This week’s readings, particularly Asmat Khan’s series, had me deeply thinking about what it means to be an American citizen. About ‘we’s and ‘they’s –  how we think about Americas greatest feats as a operation by us, we, and how when the government is killing countless Afghans and continuing to pretend if its attacks are precise, calculated or vaguely meaningful, it is something ‘they’ are doing. Khan mentions confirmation bias as he describes how senseless violence is enacted by the American armed forces, “‘Men on motorcycles moving “in formation,” displaying the “signature” of an imminent attack, were just men on motorcycles,” Khan writes. People see what they want to see. They act on what they decide they’ve seen. The blood spilled is, however unfortunate, unavoidable collateral damage. We fall victim to this confirmation bias time and again – HW Bush in Iraq, the armed forces in Afghanistan, and the American public looking at it all. History belongs to the victors, but reality belongs to what you decide you want to see. In real time, the aggressions enacted by America against innocent Afghan civilians is not only brutal, but careless. A detail that particularly struck me was that American armed forces are so ignorant to local cultural practices, such as families sleeping in during the month of Ramadan or staying in to avoid the heat, that they would declare areas free of civilians and ready to attack without checking if anyone was inside the homes. What is the explanation for this carelessness, after years of being stationed in this country? Because they are in the name of “protecting America” and because the slain children are not “ours,” the public buys that these civilian death couldn’t be helped. 
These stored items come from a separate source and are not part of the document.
//! In-process RPC runtime.
//!
//! Services are sets of closures keyed by method name. Used by the server
//! binary's built-in demo service and by tests; a service can be marked
//! unreachable to exercise connection failures.

use std::sync::atomic::{AtomicBool, AtomicUsize, Ordering};
use std::sync::Arc;

use dashmap::DashMap;

use crate::error::ResultCode;
use crate::rpc::{MethodDescriptor, RpcConnection, RpcError, RpcRuntime, RpcStatus};
use crate::schema::Message;

pub type Handler = Arc<dyn Fn(Option<Message>) -> Result<Option<Message>, RpcStatus> + Send + Sync>;

#[derive(Default)]
struct LocalService {
    methods: DashMap<String, Handler>,
    unreachable: AtomicBool,
    connects: AtomicUsize,
    releases: AtomicUsize,
}

#[derive(Default)]
pub struct LocalRuntime {
    services: DashMap<String, Arc<LocalService>>,
}

impl LocalRuntime {
    pub fn new() -> Self {
        Self::default()
    }

    fn service(&self, name: &str) -> Arc<LocalService> {
        self.services.entry(name.to_string()).or_default().clone()
    }

    /// Declare a service with no methods yet.
    pub fn add_service(&self, service: &str) {
        self.service(service);
    }

    /// Register (or replace) a method implementation.
    pub fn register<F>(&self, service: &str, method: &str, handler: F)
    where
        F: Fn(Option<Message>) -> Result<Option<Message>, RpcStatus> + Send + Sync + 'static,
    {
        self.service(service)
            .methods
            .insert(method.to_string(), Arc::new(handler));
    }

    pub fn set_reachable(&self, service: &str, reachable: bool) {
        self.service(service)
            .unreachable
            .store(!reachable, Ordering::SeqCst);
    }

    /// Connection attempts made for `service`, failed ones included.
    pub fn connect_count(&self, service: &str) -> usize {
        self.services
            .get(service)
            .map(|s| s.connects.load(Ordering::SeqCst))
            .unwrap_or(0)
    }

    pub fn release_count(&self, service: &str) -> usize {
        self.services
            .get(service)
            .map(|s| s.releases.load(Ordering::SeqCst))
            .unwrap_or(0)
    }
}

impl RpcRuntime for LocalRuntime {
    fn connect(&self, service: &str) -> Result<Arc<dyn RpcConnection>, RpcError> {
        let Some(svc) = self.services.get(service).map(|s| s.clone()) else {
            return Err(RpcError {
                service: service.to_string(),
                reason: "unknown service".to_string(),
            });
        };
        svc.connects.fetch_add(1, Ordering::SeqCst);
        if svc.unreachable.load(Ordering::SeqCst) {
            return Err(RpcError {
                service: service.to_string(),
                reason: "service unreachable".to_string(),
            });
        }
        Ok(Arc::new(LocalConnection { service: svc }))
    }
}

struct LocalConnection {
    service: Arc<LocalService>,
}

impl RpcConnection for LocalConnection {
    fn invoke(&self, method: &MethodDescriptor, input: Option<Message>) -> Result<Option<Message>, RpcStatus> {
        // Clone out so the handler runs without holding the map shard.
        let handler = self
            .service
            .methods
            .get(&method.name)
            .map(|h| h.clone())
            .ok_or_else(|| RpcStatus::new(ResultCode::Unimplemented, format!("method {method} not implemented")))?;
        handler(input)
    }

    fn release(&self) {
        self.service.releases.fetch_add(1, Ordering::SeqCst);
    }
}

#[cfg(test)]
mod tests {
    use super::*;
    use crate::schema::{FieldType, MessageDescriptor, Value};

    #[test]
    fn invokes_registered_handler() {
        let out = MessageDescriptor::builder("t.Out").field("ok", FieldType::Bool).build();
        let method = MethodDescriptor::new("svc", "Ping", MessageDescriptor::empty(), out.clone());

        let runtime = LocalRuntime::new();
        runtime.register("svc", "Ping", move |_| {
            Ok(Some(Message::new(out.clone()).with("ok", Value::Bool(true)).unwrap()))
        });

        let conn = runtime.connect("svc").unwrap();
        let reply = conn.invoke(&method, None).unwrap().unwrap();
        assert_eq!(reply.get("ok"), Some(&Value::Bool(true)));
    }

    #[test]
    fn missing_method_is_unimplemented() {
        let runtime = LocalRuntime::new();
        runtime.add_service("svc");
        let method = MethodDescriptor::new("svc", "Nope", MessageDescriptor::empty(), MessageDescriptor::empty());
        let err = runtime.connect("svc").unwrap().invoke(&method, None).unwrap_err();
        assert_eq!(err.code, ResultCode::Unimplemented);
    }
}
Another example – they bombed bakeries, schools, civilan hospitals because they allege that ISIS uses these sites actively since they are traditionally protected by the laws of war. When surveillence drones miss children in the hospital at nights, miss neighbors huddling together to protect themselves from the bombs, when the bombs go off – we can shrug and look away. “It was necessary” – we buy into the confirmation bias that this is warranted. We can look at the numbers of the innocent dead and not find it evil because we decided we are fighting evil, not being it. In an age in which we are bombarded by tragedy and death and deeply desensitized, we are hardly bothered by deaths of those who aren’t our own. And if we are bothered, we do not want to think of our country – the great leader of the free world – as capable of inflicting such harm. This was the great war on “terror” – who is to say that what Khan captures here isn’t terror? Is it a journalists place to say? If a journalist says it, will they be believed? In an age where people get to self curate their news and dismiss what they don’t want to see as fake news, the ultimate breeding ground for confirmation bias amongst the masses, how can journalists contribute to real accountability?